Biden has previously said that President Trump wants to cut funding for local law enforcement by roughly $500 billion, a claim that PolitiFact has rated as "Mostly True." Trump's FY 2021 budget proposal would reduce Justice Department funding for state and local law enforcement by $380 million compared to FY 2020, and the president's budget would also cut COPS by $170 million, according to PolitiFact.
Biden said he supported conditional funding for police departments in a July video interview with NowThis conducted by progressive activist Ady Barkan.
"If they don't eliminate chokeholds, they don't get Byrne grants; if they don't do the following, they don't get any help," he said. "If they don't do, because you know as well as I do, the vast majority of all police departments are funded by the locality, funded by the municipality, funded by the state. It's only the federal government comes in on top of that, and so it says you want help, you have to do the following reforms, you have to make sure you have no-knock warrants eliminated, if you have them, you don't get Byrne grants."
Byrne grants through the Justice Department are the "leading source of federal justice funding to state and local jurisdictions," according to the program's webpage.
That video interview resurfaced this week when Rep.
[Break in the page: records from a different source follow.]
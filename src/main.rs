// Birthday Countdown Application
// Main entry point

use birthday_countdown::services::settings::SettingsService;
use birthday_countdown::ui_egui::CountdownApp;

fn main() -> anyhow::Result<()> {
    // Initialize logging
    env_logger::init();

    log::info!("Starting Birthday Countdown");

    let settings_service = SettingsService::from_project_dirs();
    log::debug!("Settings file: {}", settings_service.path().display());
    let settings = settings_service.get_or_default();

    let options = eframe::NativeOptions {
        viewport: egui::ViewportBuilder::default()
            .with_title("Birthday Countdown")
            .with_inner_size([960.0, 760.0])
            .with_min_inner_size([480.0, 400.0]),
        ..Default::default()
    };

    eframe::run_native(
        "Birthday Countdown",
        options,
        Box::new(move |cc| Ok(Box::new(CountdownApp::new(cc, settings)))),
    )
    .map_err(|err| anyhow::anyhow!("Failed to run the countdown window: {err}"))
}
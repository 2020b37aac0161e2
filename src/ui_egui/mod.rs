mod app;

pub use app::CountdownApp;
//! Application settings.
//!
//! Every tunable constant of the widget lives here so it can be overridden
//! from `settings.toml`. Missing keys fall back to the defaults below.

use chrono::{Local, NaiveDate};
use serde::{Deserialize, Serialize};
use thiserror::Error;

/// Colour scheme preference.
#[derive(Debug, Clone, Copy, PartialEq, Eq, Serialize, Deserialize, Default)]
#[serde(rename_all = "snake_case")]
pub enum ThemePreference {
    Light,
    Dark,
    /// Follow the operating system
    #[default]
    System,
}

/// How often a completed countdown fires the confetti burst.
#[derive(Debug, Clone, Copy, PartialEq, Eq, Serialize, Deserialize, Default)]
#[serde(rename_all = "snake_case")]
pub enum CelebrationMode {
    /// Fire on every slow tick while the selected countdown is complete
    #[default]
    EveryTick,
    /// Fire a single time per countdown when it first completes
    Once,
}

#[derive(Debug, Clone, PartialEq, Serialize, Deserialize)]
#[serde(default)]
pub struct CanvasSettings {
    /// Height of one progress slot
    pub trail_height: f32,
    pub icon_radius: f32,
    /// Opacity of the progress bars
    pub bar_alpha: f32,
}

impl Default for CanvasSettings {
    fn default() -> Self {
        Self {
            trail_height: 40.0,
            icon_radius: 20.0,
            bar_alpha: 0.35,
        }
    }
}

#[derive(Debug, Clone, PartialEq, Serialize, Deserialize)]
#[serde(default)]
pub struct CelebrationSettings {
    pub mode: CelebrationMode,
    pub particle_count: usize,
    pub duration_secs: f32,
}

impl Default for CelebrationSettings {
    fn default() -> Self {
        Self {
            mode: CelebrationMode::EveryTick,
            particle_count: 150,
            duration_secs: 3.0,
        }
    }
}

#[derive(Debug, Clone, PartialEq, Serialize, Deserialize)]
#[serde(default)]
pub struct Settings {
    pub theme: ThemePreference,
    /// Icons are shrunk to fit in an `icon_size` x `icon_size` box
    pub icon_size: u32,
    /// Degrees the bar hue advances per added countdown
    pub hue_step: u16,
    /// Earliest date of birth the form accepts
    pub min_birth_date: NaiveDate,
    pub canvas: CanvasSettings,
    pub celebration: CelebrationSettings,
}

impl Default for Settings {
    fn default() -> Self {
        Self {
            theme: ThemePreference::System,
            icon_size: 50,
            hue_step: 70,
            min_birth_date: NaiveDate::from_ymd_opt(1900, 1, 1).unwrap_or_default(),
            canvas: CanvasSettings::default(),
            celebration: CelebrationSettings::default(),
        }
    }
}

/// Longest confetti burst accepted from configuration, in seconds.
pub const MAX_CELEBRATION_SECS: f32 = 60.0;

impl Settings {
    pub fn validate(&self) -> Result<(), SettingsValidationError> {
        self.validate_for(Local::now().date_naive())
    }

    /// Validate as if the current date were `today`.
    pub fn validate_for(&self, today: NaiveDate) -> Result<(), SettingsValidationError> {
        if self.icon_size == 0 {
            return Err(SettingsValidationError::ZeroIconSize);
        }
        if self.hue_step % 360 == 0 {
            return Err(SettingsValidationError::DegenerateHueStep(self.hue_step));
        }
        if !(self.canvas.trail_height.is_finite() && self.canvas.trail_height > 0.0) {
            return Err(SettingsValidationError::TrailHeight(self.canvas.trail_height));
        }
        if !(self.canvas.icon_radius.is_finite() && self.canvas.icon_radius > 0.0) {
            return Err(SettingsValidationError::IconRadius(self.canvas.icon_radius));
        }
        if !(0.0..=1.0).contains(&self.canvas.bar_alpha) {
            return Err(SettingsValidationError::BarAlpha(self.canvas.bar_alpha));
        }
        let duration = self.celebration.duration_secs;
        if !(duration > 0.0 && duration <= MAX_CELEBRATION_SECS) {
            return Err(SettingsValidationError::CelebrationDuration(duration));
        }
        if self.min_birth_date > today {
            return Err(SettingsValidationError::MinBirthDateInFuture(self.min_birth_date));
        }
        Ok(())
    }
}

#[derive(Debug, Clone, PartialEq, Error)]
pub enum SettingsValidationError {
    #[error("icon_size must be at least 1 pixel")]
    ZeroIconSize,
    #[error("hue_step {0} gives every countdown the same colour")]
    DegenerateHueStep(u16),
    #[error("canvas.trail_height must be positive, got {0}")]
    TrailHeight(f32),
    #[error("canvas.icon_radius must be positive, got {0}")]
    IconRadius(f32),
    #[error("canvas.bar_alpha must be within 0..=1, got {0}")]
    BarAlpha(f32),
    #[error("celebration.duration_secs must be within (0, 60], got {0}")]
    CelebrationDuration(f32),
    #[error("min_birth_date {0} is later than today")]
    MinBirthDateInFuture(NaiveDate),
}
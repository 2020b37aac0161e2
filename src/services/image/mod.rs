//! Icon encoding for countdown records.
//!
//! Uploaded photos are decoded in whatever raster format they arrive in,
//! shrunk to icon size, and kept as base64 PNG so the progress canvas can
//! embed them without touching the original file again.

use base64::engine::general_purpose::STANDARD;
use base64::Engine as _;
use image::imageops::FilterType;
use thiserror::Error;

/// Default bounding box for countdown icons.
pub const DEFAULT_ICON_SIZE: (u32, u32) = (50, 50);

#[derive(Debug, Error)]
pub enum DecodeError {
    #[error("no image data")]
    Empty,
    #[error("unrecognized or corrupt image: {0}")]
    Image(#[from] image::ImageError),
    #[error("failed to encode icon: {0}")]
    Encode(#[from] png::EncodingError),
    #[error("failed to decode icon: {0}")]
    Png(#[from] png::DecodingError),
    #[error("icon is not valid base64: {0}")]
    Base64(#[from] base64::DecodeError),
    #[error("icon has unsupported layout {color:?}/{depth:?}")]
    UnsupportedLayout {
        color: png::ColorType,
        depth: png::BitDepth,
    },
}

/// Decoded RGBA8 pixels of an icon, row-major.
#[derive(Debug, Clone, PartialEq, Eq)]
pub struct IconPixels {
    pub width: u32,
    pub height: u32,
    pub rgba: Vec<u8>,
}

/// Turns uploaded photos into embeddable icons.
#[derive(Debug, Clone, Copy)]
pub struct ImageEncoder {
    max_size: (u32, u32),
}

impl Default for ImageEncoder {
    fn default() -> Self {
        Self::new(DEFAULT_ICON_SIZE)
    }
}

impl ImageEncoder {
    pub fn new(max_size: (u32, u32)) -> Self {
        Self {
            max_size: (max_size.0.max(1), max_size.1.max(1)),
        }
    }

    pub fn max_size(&self) -> (u32, u32) {
        self.max_size
    }

    /// Decode `raw`, shrink it to fit `max_size` and return base64 PNG.
    pub fn encode(&self, raw: &[u8]) -> Result<String, DecodeError> {
        if raw.is_empty() {
            return Err(DecodeError::Empty);
        }

        let decoded = image::load_from_memory(raw)?;
        let rgba = decoded.to_rgba8();
        let (width, height) = fit_within(rgba.dimensions(), self.max_size);
        let icon = if (width, height) == rgba.dimensions() {
            rgba
        } else {
            image::imageops::resize(&rgba, width, height, FilterType::Lanczos3)
        };
        log::debug!(
            "encoded icon {}x{} -> {}x{}",
            decoded.width(),
            decoded.height(),
            width,
            height
        );

        let png_bytes = write_png(icon.width(), icon.height(), icon.as_raw())?;
        Ok(STANDARD.encode(png_bytes))
    }
}

/// `data:` URL for an icon produced by [`ImageEncoder::encode`].
pub fn data_url(encoded: &str) -> String {
    format!("data:image/png;base64,{encoded}")
}

/// Reverse of [`ImageEncoder::encode`]: base64 PNG back to RGBA pixels.
pub fn decode_icon(encoded: &str) -> Result<IconPixels, DecodeError> {
    let bytes = STANDARD.decode(encoded.trim())?;
    if bytes.is_empty() {
        return Err(DecodeError::Empty);
    }

    let decoder = png::Decoder::new(&bytes[..]);
    let mut reader = decoder.read_info()?;
    let mut buf = vec![0; reader.output_buffer_size()];
    let info = reader.next_frame(&mut buf)?;
    if info.color_type != png::ColorType::Rgba || info.bit_depth != png::BitDepth::Eight {
        return Err(DecodeError::UnsupportedLayout {
            color: info.color_type,
            depth: info.bit_depth,
        });
    }
    buf.truncate(info.buffer_size());

    Ok(IconPixels {
        width: info.width,
        height: info.height,
        rgba: buf,
    })
}

/// Largest size with the same aspect ratio that fits in `max`.
/// Never upscales and never returns a zero dimension.
pub fn fit_within(size: (u32, u32), max: (u32, u32)) -> (u32, u32) {
    let (width, height) = size;
    if width <= max.0 && height <= max.1 {
        return size;
    }

    let scale = f64::min(max.0 as f64 / width as f64, max.1 as f64 / height as f64);
    let fit = |v: u32, limit: u32| ((v as f64 * scale).round() as u32).clamp(1, limit);
    (fit(width, max.0), fit(height, max.1))
}

fn write_png(width: u32, height: u32, rgba: &[u8]) -> Result<Vec<u8>, DecodeError> {
    let mut out = Vec::new();
    let mut encoder = png::Encoder::new(&mut out, width, height);
    encoder.set_color(png::ColorType::Rgba);
    encoder.set_depth(png::BitDepth::Eight);
    let mut writer = encoder.write_header()?;
    writer.write_image_data(rgba)?;
    writer.finish()?;
    Ok(out)
}

#[cfg(test)]
mod tests {
    use super::*;
    use image::{DynamicImage, ImageFormat, Rgb, RgbImage};
    use std::io::Cursor;

    fn sample(width: u32, height: u32, format: ImageFormat) -> Vec<u8> {
        let img = RgbImage::from_pixel(width, height, Rgb([200, 40, 90]));
        let mut out = Cursor::new(Vec::new());
        DynamicImage::ImageRgb8(img)
            .write_to(&mut out, format)
            .unwrap();
        out.into_inner()
    }

    #[test]
    fn fit_preserves_aspect_ratio() {
        assert_eq!(fit_within((200, 100), (50, 50)), (50, 25));
        assert_eq!(fit_within((100, 400), (50, 50)), (13, 50));
    }

    #[test]
    fn fit_never_upscales() {
        assert_eq!(fit_within((20, 10), (50, 50)), (20, 10));
        assert_eq!(fit_within((50, 50), (50, 50)), (50, 50));
    }

    #[test]
    fn fit_keeps_thin_images_visible() {
        assert_eq!(fit_within((5000, 1), (50, 50)), (50, 1));
    }

    #[test]
    fn encodes_jpeg_into_small_rgba_png() {
        let encoder = ImageEncoder::default();
        let encoded = encoder.encode(&sample(120, 80, ImageFormat::Jpeg)).unwrap();
        let icon = decode_icon(&encoded).unwrap();
        assert_eq!((icon.width, icon.height), (50, 33));
        assert_eq!(icon.rgba.len(), (50 * 33 * 4) as usize);
        assert!(icon.rgba.chunks(4).all(|px| px[3] == 255));
    }

    #[test]
    fn small_png_keeps_its_size() {
        let encoded = ImageEncoder::default()
            .encode(&sample(16, 12, ImageFormat::Png))
            .unwrap();
        let icon = decode_icon(&encoded).unwrap();
        assert_eq!((icon.width, icon.height), (16, 12));
        assert_eq!(&icon.rgba[..4], &[200, 40, 90, 255]);
    }

    #[test]
    fn garbage_is_a_decode_error() {
        let err = ImageEncoder::default()
            .encode(b"definitely not an image")
            .unwrap_err();
        assert!(matches!(err, DecodeError::Image(_)));
    }

    #[test]
    fn empty_input_is_a_decode_error() {
        assert!(matches!(
            ImageEncoder::default().encode(&[]),
            Err(DecodeError::Empty)
        ));
    }

    #[test]
    fn bad_base64_is_rejected() {
        assert!(matches!(decode_icon("%%%"), Err(DecodeError::Base64(_))));
    }

    #[test]
    fn data_url_prefix() {
        assert_eq!(data_url("AAAA"), "data:image/png;base64,AAAA");
    }
}
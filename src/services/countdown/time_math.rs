//! Remaining-time and year-progress calculations.
//!
//! All functions are pure over naive wall-clock instants so they can be
//! exercised with fixed dates in tests.

use std::fmt;

use chrono::{Duration, NaiveDateTime};

pub const SECONDS_PER_DAY: i64 = 24 * 3600;
/// Length of the progress window that ends at a countdown's target.
pub const SECONDS_IN_YEAR: i64 = 365 * SECONDS_PER_DAY;

/// Time left until a target, split into calendar-style fields.
#[derive(Debug, Clone, Copy, PartialEq, Eq, Default)]
pub struct Remaining {
    pub days: i64,
    pub hours: i64,
    pub minutes: i64,
    pub seconds: i64,
    pub total_seconds: i64,
}

impl Remaining {
    pub fn is_zero(&self) -> bool {
        self.total_seconds == 0
    }
}

impl fmt::Display for Remaining {
    fn fmt(&self, f: &mut fmt::Formatter<'_>) -> fmt::Result {
        write!(
            f,
            "{}d {}h {}m {}s",
            self.days, self.hours, self.minutes, self.seconds
        )
    }
}

/// Time remaining until `target`. Every field is zero once `target <= now`.
pub fn remaining(target: NaiveDateTime, now: NaiveDateTime) -> Remaining {
    let total_seconds = target.signed_duration_since(now).num_seconds();
    if total_seconds <= 0 {
        return Remaining::default();
    }

    let days = total_seconds / SECONDS_PER_DAY;
    let rest = total_seconds % SECONDS_PER_DAY;
    Remaining {
        days,
        hours: rest / 3600,
        minutes: rest % 3600 / 60,
        seconds: rest % 60,
        total_seconds,
    }
}

/// Fraction of the 365-day window before `target` that has elapsed at `now`.
///
/// 0 at or before the window start, 1 at or after `target`.
pub fn year_progress(target: NaiveDateTime, now: NaiveDateTime) -> f64 {
    let window_start = target - Duration::seconds(SECONDS_IN_YEAR);
    let elapsed = now.signed_duration_since(window_start);
    let elapsed_secs = elapsed.num_milliseconds() as f64 / 1000.0;
    (elapsed_secs / SECONDS_IN_YEAR as f64).clamp(0.0, 1.0)
}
Steve Scalise, R-La., removed an edited video of Biden and Barkan he posted on Twitter after backlash that the clip was "doctored" to portray the Democratic presidential nominee as supporting the defunding of police.
Biden answered, "yes, absolutely" to a question from Barkan about whether "we can redirect some of the funding" to police during an early July interview. That exchange has been held up as proof by the Trump campaign and Republicans that Biden does want to defund police — they equate redirecting funding from police departments, presumably decreasing the police budgets, with defunding police.
A short clip of the interview posted by Scalise edited Barkan's voice to add the words "for police" to the end of Barkan's question asking Biden whether "we can direct some of the funding," despite the fact that Barkan did not say "for police" at the end of the question. The context of the original exchange made clear that Barkan was talking about redirecting police funding, but the edit drew strong criticism nevertheless.
"That's not the same as getting rid of or defunding all the police," Biden told Barkan in July. "You cannot send my daughter, who has her master's degree in social work, she is one who engages in dealing with all those problems. ... When you get a call to a third-story walk-up in a domestic dispute, you can't send a social worker, because a social worker may get shot too. So what happens you, what do you do, you can send along a social worker with a police officer."
Conservatives have continually called out Biden for saying he supports redirecting funding while dodging being associated with the "defund the police" crowd.
"That's Washington speak for defunding," White House Chief of Staff Mark Meadows told "The Story" last week. "You know, you can't really allocate from one bucket without taking from that bucket to put in a different bucket."